ASCO undertakes new, expanded initiatives to combat disparities in care and improve outcomes for all

By Virginia Anderson, Senior Writer/Editor

Cancer health disparities is a term commonly used to describe differences in incidence, prevalence, mortality, and burden of cancer and adverse related conditions among specific population groups. ASCO is actively engaged in efforts to reduce disparities in cancer care and outcomes as part of its overall goal to advance access to and delivery of high-quality cancer care. To this end, the Society is committed to:

  • Advancing the education of the oncology community in the care of patients from underserved and/or minority populations;
  • Increasing the diversity of the clinical oncology workforce as a requisite to improving access to cancer care for the underserved;
  • Supporting research and the development of clinical cancer researchers in the area of health disparities;
  • Advocating for public policy that ensures access to cancer care for the underserved and that supports increased clinical cancer research in health disparities; and
  • Supporting programs to help eliminate health care disparities in cancer risk assessment and early detection.

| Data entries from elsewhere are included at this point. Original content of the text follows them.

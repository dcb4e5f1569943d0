//! Admin HTTP surface and process wiring for the price watcher.

pub mod app;
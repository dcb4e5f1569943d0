use chrono::{DateTime, Utc};
use serde::{Deserialize, Serialize};
use uuid::Uuid;

use crate::bus::PublishError;
use crate::event::Event;

/// Envelope for an event, carrying routing metadata alongside the payload.
///
/// This is the unit the event channel transports.
///
/// Notes:
/// - `routing_key` decides which subscriptions receive the envelope.
/// - `payload` is the serialized event (camelCase JSON on the wire).
/// - `correlation_id` is optional and only used for log correlation.
#[derive(Debug, Clone, PartialEq, Eq, Serialize, Deserialize)]
#[serde(rename_all = "camelCase")]
pub struct EventEnvelope<E> {
    event_id: Uuid,
    routing_key: String,
    event_type: String,
    occurred_at: DateTime<Utc>,
    #[serde(default, skip_serializing_if = "Option::is_none")]
    correlation_id: Option<String>,
    payload: E,
}

impl<E> EventEnvelope<E> {
    pub fn new(
        event_id: Uuid,
        routing_key: impl Into<String>,
        event_type: impl Into<String>,
        occurred_at: DateTime<Utc>,
        payload: E,
    ) -> Self {
        Self {
            event_id,
            routing_key: routing_key.into(),
            event_type: event_type.into(),
            occurred_at,
            correlation_id: None,
            payload,
        }
    }

    pub fn with_correlation_id(mut self, correlation_id: impl Into<String>) -> Self {
        self.correlation_id = Some(correlation_id.into());
        self
    }

    pub fn event_id(&self) -> Uuid {
        self.event_id
    }

    pub fn routing_key(&self) -> &str {
        &self.routing_key
    }

    pub fn event_type(&self) -> &str {
        &self.event_type
    }

    pub fn occurred_at(&self) -> DateTime<Utc> {
        self.occurred_at
    }

    pub fn correlation_id(&self) -> Option<&str> {
        self.correlation_id.as_deref()
    }

    pub fn payload(&self) -> &E {
        &self.payload
    }

    pub fn into_payload(self) -> E {
        self.payload
    }
}

impl EventEnvelope<serde_json::Value> {
    /// Wrap a typed event into a JSON envelope.
    pub fn from_event<T: Event>(event: &T) -> Result<Self, PublishError> {
        let payload =
            serde_json::to_value(event).map_err(|e| PublishError::Serialization(e.to_string()))?;
        Ok(Self::new(
            event.event_id(),
            event.routing_key(),
            event.event_type(),
            event.occurred_at(),
            payload,
        ))
    }

    /// Decode the payload as a typed event.
    pub fn decode<T: Event>(&self) -> Result<T, serde_json::Error> {
        T::deserialize(&self.payload)
    }
}

#[cfg(test)]
mod tests {
    use super::*;
    use crate::user_created::UserCreatedEvent;
    use pricewatch_core::UserId;

    #[test]
    fn envelope_wire_format_is_camel_case() {
        let event = UserCreatedEvent::new(UserId::new(5), "ana", "ana@example.com");
        let envelope = EventEnvelope::from_event(&event).unwrap();
        let json = serde_json::to_value(&envelope).unwrap();

        assert_eq!(json["routingKey"], "user.created");
        assert_eq!(json["eventType"], "UserCreatedEvent");
        assert!(json.get("correlationId").is_none());
        assert_eq!(json["payload"]["userId"], 5);
    }

    #[test]
    fn decode_recovers_typed_event() {
        let event = UserCreatedEvent::new(UserId::new(5), "ana", "ana@example.com");
        let envelope = EventEnvelope::from_event(&event)
            .unwrap()
            .with_correlation_id("req-1");

        let text = serde_json::to_string(&envelope).unwrap();
        let back: EventEnvelope<serde_json::Value> = serde_json::from_str(&text).unwrap();

        assert_eq!(back.correlation_id(), Some("req-1"));
        assert_eq!(back.decode::<UserCreatedEvent>().unwrap(), event);
    }

    #[test]
    fn decode_rejects_wrong_shape() {
        let envelope = EventEnvelope::new(
            Uuid::now_v7(),
            "user.created",
            "UserCreatedEvent",
            Utc::now(),
            serde_json::json!({ "unexpected": true }),
        );
        assert!(envelope.decode::<UserCreatedEvent>().is_err());
    }
}
use std::sync::{Arc, Mutex};

use async_trait::async_trait;
use tracing::info;

use pricewatch_events::NotificationChannel;

use super::{ChannelSender, SendError};
use crate::request::NotificationRequest;
use crate::templates::render;

/// A fully rendered email.
#[derive(Debug, Clone, PartialEq, Eq)]
pub struct OutgoingMail {
    pub from_address: String,
    pub from_name: String,
    pub to: String,
    pub subject: String,
    pub html: String,
}

/// Delivers rendered mail (SMTP in production).
#[async_trait]
pub trait MailTransport: Send + Sync {
    async fn deliver(&self, mail: OutgoingMail) -> Result<(), SendError>;
}

/// Keeps every delivered mail in memory. Can be switched to fail.
#[derive(Debug, Default)]
pub struct RecordingMailTransport {
    sent: Mutex<Vec<OutgoingMail>>,
    failure: Mutex<Option<String>>,
}

impl RecordingMailTransport {
    pub fn new() -> Self {
        Self::default()
    }

    pub fn sent(&self) -> Vec<OutgoingMail> {
        self.sent.lock().map(|s| s.clone()).unwrap_or_default()
    }

    /// Make subsequent deliveries fail with `reason` (`None` restores).
    pub fn fail_with(&self, reason: Option<&str>) {
        if let Ok(mut failure) = self.failure.lock() {
            *failure = reason.map(str::to_string);
        }
    }
}

#[async_trait]
impl MailTransport for RecordingMailTransport {
    async fn deliver(&self, mail: OutgoingMail) -> Result<(), SendError> {
        let failure = self.failure.lock().ok().and_then(|f| f.clone());
        if let Some(reason) = failure {
            return Err(SendError::Transport(reason));
        }
        self.sent
            .lock()
            .map_err(|_| SendError::Transport("lock poisoned".to_string()))?
            .push(mail);
        Ok(())
    }
}

/// Renders the request's template and hands it to a [`MailTransport`].
#[derive(Clone)]
pub struct EmailSender {
    transport: Arc<dyn MailTransport>,
    from_address: String,
    from_name: String,
}

impl std::fmt::Debug for EmailSender {
    fn fmt(&self, f: &mut std::fmt::Formatter<'_>) -> std::fmt::Result {
        f.debug_struct("EmailSender")
            .field("from_address", &self.from_address)
            .field("from_name", &self.from_name)
            .finish_non_exhaustive()
    }
}

impl EmailSender {
    pub fn new(
        transport: Arc<dyn MailTransport>,
        from_address: impl Into<String>,
        from_name: impl Into<String>,
    ) -> Self {
        Self {
            transport,
            from_address: from_address.into(),
            from_name: from_name.into(),
        }
    }
}

#[async_trait]
impl ChannelSender for EmailSender {
    fn channel(&self) -> NotificationChannel {
        NotificationChannel::Email
    }

    async fn send(&self, request: &NotificationRequest) -> Result<(), SendError> {
        let html = render(request)?;
        self.transport
            .deliver(OutgoingMail {
                from_address: self.from_address.clone(),
                from_name: self.from_name.clone(),
                to: request.recipient.clone(),
                subject: request.subject.clone(),
                html,
            })
            .await?;

        info!(
            recipient = %request.recipient,
            template = request.template.name(),
            "email sent"
        );
        Ok(())
    }
}

#[cfg(test)]
mod tests {
    use super::*;
    use crate::request::Priority;

    #[tokio::test]
    async fn renders_and_delivers() {
        let transport = Arc::new(RecordingMailTransport::new());
        let sender = EmailSender::new(transport.clone(), "noreply@pricewatcher.com", "Price Watcher");

        let request = NotificationRequest::system("ana@example.com", "Teste", "Olá", Priority::Low);
        sender.send(&request).await.unwrap();

        let sent = transport.sent();
        assert_eq!(sent.len(), 1);
        assert_eq!(sent[0].to, "ana@example.com");
        assert_eq!(sent[0].from_name, "Price Watcher");
        assert!(sent[0].html.contains("<p>Olá</p>"));
    }

    #[tokio::test]
    async fn transport_errors_surface_as_send_errors() {
        let transport = Arc::new(RecordingMailTransport::new());
        transport.fail_with(Some("smtp down"));
        let sender = EmailSender::new(transport.clone(), "noreply@pricewatcher.com", "Price Watcher");

        let request = NotificationRequest::welcome("ana@example.com", "Ana");
        assert_eq!(
            sender.send(&request).await,
            Err(SendError::Transport("smtp down".to_string()))
        );
        assert!(transport.sent().is_empty());
    }
}
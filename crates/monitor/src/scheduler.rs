use std::time::Duration;

use tokio::sync::watch;
use tokio::task::JoinHandle;
use tracing::{debug, info};

use crate::orchestrator::MonitorOrchestrator;

/// Fixed-delay schedule: the first tick fires after `initial_delay`, each
/// following tick `fixed_delay` after the previous one finished.
#[derive(Debug, Clone, Copy, PartialEq, Eq)]
pub struct ScheduleConfig {
    pub initial_delay: Duration,
    pub fixed_delay: Duration,
}

impl Default for ScheduleConfig {
    fn default() -> Self {
        Self {
            initial_delay: Duration::from_secs(60),
            fixed_delay: Duration::from_secs(300),
        }
    }
}

/// Owns the monitoring timer.
#[derive(Debug)]
pub struct MonitorScheduler {
    orchestrator: MonitorOrchestrator,
    config: ScheduleConfig,
}

impl MonitorScheduler {
    pub fn new(orchestrator: MonitorOrchestrator, config: ScheduleConfig) -> Self {
        Self {
            orchestrator,
            config,
        }
    }

    pub fn spawn(self, shutdown: watch::Receiver<bool>) -> JoinHandle<()> {
        tokio::spawn(self.run(shutdown))
    }

    /// Tick until `shutdown` changes (or its sender is dropped). A tick that
    /// has started always runs to completion.
    pub async fn run(self, mut shutdown: watch::Receiver<bool>) {
        info!(
            initial_delay_ms = self.config.initial_delay.as_millis() as u64,
            fixed_delay_ms = self.config.fixed_delay.as_millis() as u64,
            "monitor scheduler started"
        );

        let mut delay = self.config.initial_delay;
        loop {
            tokio::select! {
                _ = tokio::time::sleep(delay) => {}
                _ = shutdown.changed() => break,
            }

            let report = self.orchestrator.run_tick().await;
            debug!(?report, "scheduled tick complete");
            delay = self.config.fixed_delay;
        }

        info!("monitor scheduler stopped");
    }
}

#[cfg(test)]
mod tests {
    use super::*;
    use std::sync::Arc;

    use async_trait::async_trait;
    use rust_decimal::Decimal;
    use pricewatch_core::{ProductId, UserId};
    use pricewatch_events::{InMemoryEventBus, JsonEnvelope};
    use pricewatch_extraction::ExtractionError;

    use crate::orchestrator::PriceSource;
    use crate::registry::{InMemoryProductRegistry, MonitoredProduct};
    use crate::store::{InMemoryObservationStore, ObservationStore};

    struct FixedPrice;

    #[async_trait]
    impl PriceSource for FixedPrice {
        async fn price_of(&self, _: &MonitoredProduct) -> Result<Decimal, ExtractionError> {
            Ok(Decimal::from(10))
        }
    }

    fn setup() -> (MonitorOrchestrator, Arc<InMemoryObservationStore>) {
        let registry = Arc::new(InMemoryProductRegistry::new());
        registry.insert(MonitoredProduct {
            id: ProductId::new(1),
            name: "Cafeteira".to_string(),
            url: "https://shop.test/cafeteira".to_string(),
            selector: None,
            store: None,
            target_price: None,
            user_id: UserId::new(1),
        });
        let store = Arc::new(InMemoryObservationStore::new());
        let bus: Arc<InMemoryEventBus<JsonEnvelope>> = Arc::new(InMemoryEventBus::new());
        let orchestrator =
            MonitorOrchestrator::new(registry, store.clone(), Arc::new(FixedPrice), bus);
        (orchestrator, store)
    }

    async fn observations(store: &InMemoryObservationStore) -> usize {
        store
            .history(ProductId::new(1), chrono::DateTime::<chrono::Utc>::MIN_UTC)
            .await
            .unwrap()
            .len()
    }

    #[tokio::test(start_paused = true)]
    async fn ticks_after_initial_then_fixed_delay() {
        let (orchestrator, store) = setup();
        let (shutdown_tx, shutdown_rx) = watch::channel(false);
        let handle = MonitorScheduler::new(orchestrator, ScheduleConfig::default()).spawn(shutdown_rx);

        tokio::time::sleep(Duration::from_secs(59)).await;
        assert_eq!(observations(&store).await, 0);

        tokio::time::sleep(Duration::from_secs(2)).await;
        assert_eq!(observations(&store).await, 1);

        tokio::time::sleep(Duration::from_secs(298)).await;
        assert_eq!(observations(&store).await, 1);

        tokio::time::sleep(Duration::from_secs(2)).await;
        assert_eq!(observations(&store).await, 2);

        shutdown_tx.send(true).unwrap();
        handle.await.unwrap();
    }

    #[tokio::test(start_paused = true)]
    async fn disabled_flag_suppresses_ticks() {
        let (orchestrator, store) = setup();
        orchestrator.set_enabled(false);
        let (shutdown_tx, shutdown_rx) = watch::channel(false);
        let handle = MonitorScheduler::new(orchestrator.clone(), ScheduleConfig::default())
            .spawn(shutdown_rx);

        tokio::time::sleep(Duration::from_secs(400)).await;
        assert_eq!(observations(&store).await, 0);

        orchestrator.set_enabled(true);
        tokio::time::sleep(Duration::from_secs(300)).await;
        assert_eq!(observations(&store).await, 1);

        drop(shutdown_tx);
        handle.await.unwrap();
    }
}
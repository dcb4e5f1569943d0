//! SMTP delivery through `lettre`'s async tokio transport.

use async_trait::async_trait;
use lettre::message::header::ContentType;
use lettre::message::Mailbox;
use lettre::transport::smtp::authentication::Credentials;
use lettre::{AsyncSmtpTransport, AsyncTransport, Message, Tokio1Executor};
use tracing::{debug, instrument};

use pricewatch_notify::{MailTransport, OutgoingMail, SendError};

use crate::config::SmtpSettings;

#[derive(Clone)]
pub struct SmtpMailTransport {
    transport: AsyncSmtpTransport<Tokio1Executor>,
}

impl std::fmt::Debug for SmtpMailTransport {
    fn fmt(&self, f: &mut std::fmt::Formatter<'_>) -> std::fmt::Result {
        f.debug_struct("SmtpMailTransport").finish_non_exhaustive()
    }
}

impl SmtpMailTransport {
    /// STARTTLS relay on the configured host and port.
    pub fn new(settings: &SmtpSettings) -> Result<Self, SendError> {
        let mut builder = AsyncSmtpTransport::<Tokio1Executor>::starttls_relay(&settings.host)
            .map_err(|e| SendError::Transport(e.to_string()))?
            .port(settings.port);

        if let (Some(username), Some(password)) = (&settings.username, &settings.password) {
            builder = builder.credentials(Credentials::new(username.clone(), password.clone()));
        }

        Ok(Self {
            transport: builder.build(),
        })
    }
}

/// Build the MIME message for `mail`. Address errors surface as
/// [`SendError::Transport`].
pub fn build_message(mail: &OutgoingMail) -> Result<Message, SendError> {
    let from = Mailbox::new(
        Some(mail.from_name.clone()),
        mail.from_address
            .parse()
            .map_err(|e| SendError::Transport(format!("invalid from address: {e}")))?,
    );
    let to: Mailbox = mail
        .to
        .parse()
        .map_err(|e| SendError::Transport(format!("invalid recipient {}: {e}", mail.to)))?;

    Message::builder()
        .from(from)
        .to(to)
        .subject(&mail.subject)
        .header(ContentType::TEXT_HTML)
        .body(mail.html.clone())
        .map_err(|e| SendError::Transport(e.to_string()))
}

#[async_trait]
impl MailTransport for SmtpMailTransport {
    #[instrument(skip(self, mail), fields(to = %mail.to), err)]
    async fn deliver(&self, mail: OutgoingMail) -> Result<(), SendError> {
        let message = build_message(&mail)?;
        let response = self
            .transport
            .send(message)
            .await
            .map_err(|e| SendError::Transport(e.to_string()))?;
        debug!(code = %response.code(), "smtp accepted message");
        Ok(())
    }
}

#[cfg(test)]
mod tests {
    use super::*;

    fn mail(to: &str) -> OutgoingMail {
        OutgoingMail {
            from_address: "noreply@pricewatcher.com".to_string(),
            from_name: "Price Watcher".to_string(),
            to: to.to_string(),
            subject: "📉 Preço reduzido: Air Fryer".to_string(),
            html: "<p>R$ 299,90</p>".to_string(),
        }
    }

    #[test]
    fn builds_html_message_with_named_sender() {
        let message = build_message(&mail("ana@example.com")).unwrap();
        let raw = String::from_utf8(message.formatted()).unwrap();

        assert!(raw.contains("Price Watcher"));
        assert!(raw.contains("<noreply@pricewatcher.com>"));
        assert!(raw.contains("ana@example.com"));
        assert!(raw.contains("Content-Type: text/html"));
    }

    #[test]
    fn invalid_recipient_is_a_transport_error() {
        let err = build_message(&mail("not an address")).unwrap_err();
        assert!(matches!(err, SendError::Transport(msg) if msg.contains("invalid recipient")));
    }

    #[test]
    fn transport_builds_from_settings() {
        let settings = SmtpSettings {
            host: "smtp.example.com".to_string(),
            port: 2525,
            username: Some("user".to_string()),
            password: Some("secret".to_string()),
            from_address: "noreply@pricewatcher.com".to_string(),
            from_name: "Price Watcher".to_string(),
        };
        assert!(SmtpMailTransport::new(&settings).is_ok());
    }
}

As the oncology care community’s understanding of cancer health disparities has evolved and expanded, so, unfortunately, has the population of patients who are known to experience inequity in access to or receipt of cancer care. Furthermore, it has become clear that health disparities in general are intersectional, in that many of the people who do not have access to high-quality care belong to more than one marginalized group, adding layers of complications to an already complex issue.

Falling through the cracks 

Among the manifold causes of health disparities, socioeconomic status is a significant contributor. In the United States, despite the full implementation of the Affordable Care Act in 2014, tens of millions of people are uninsured or underinsured. Poverty is frequently associated with lower levels of education and lower health literacy (the ability to obtain and understand health care information for decision-making), which are also barriers to receiving high-quality medical care.

Race and ethnic background are perhaps the best-known factors in health disparities, supported by a large body of research. Some disparities may have a basis in biology; for example, even when controlling for other variables, highly aggressive forms of breast cancer are more common among black women compared with white women, and incidences of common cancers among Asian-Americans correlate with different countries of origin. Such biologic differences are likely to be further elucidated with continued advances in genomics and molecular medicine.

Many health disparities, however, are the result of societal-related marginalization, and the resulting distrust felt by these populations toward societal institutions, including the medical community. This includes members of historically oppressed minority racial and ethnic populations; members of the lesbian, gay, bisexual, and transgender (LGBT) community; and those who are subject to prejudice because of mental and/or physical disabilities or obesity—groups that are likely to have experienced institutional discrimination generally and lack of sensitivity and awareness among health care providers specifically.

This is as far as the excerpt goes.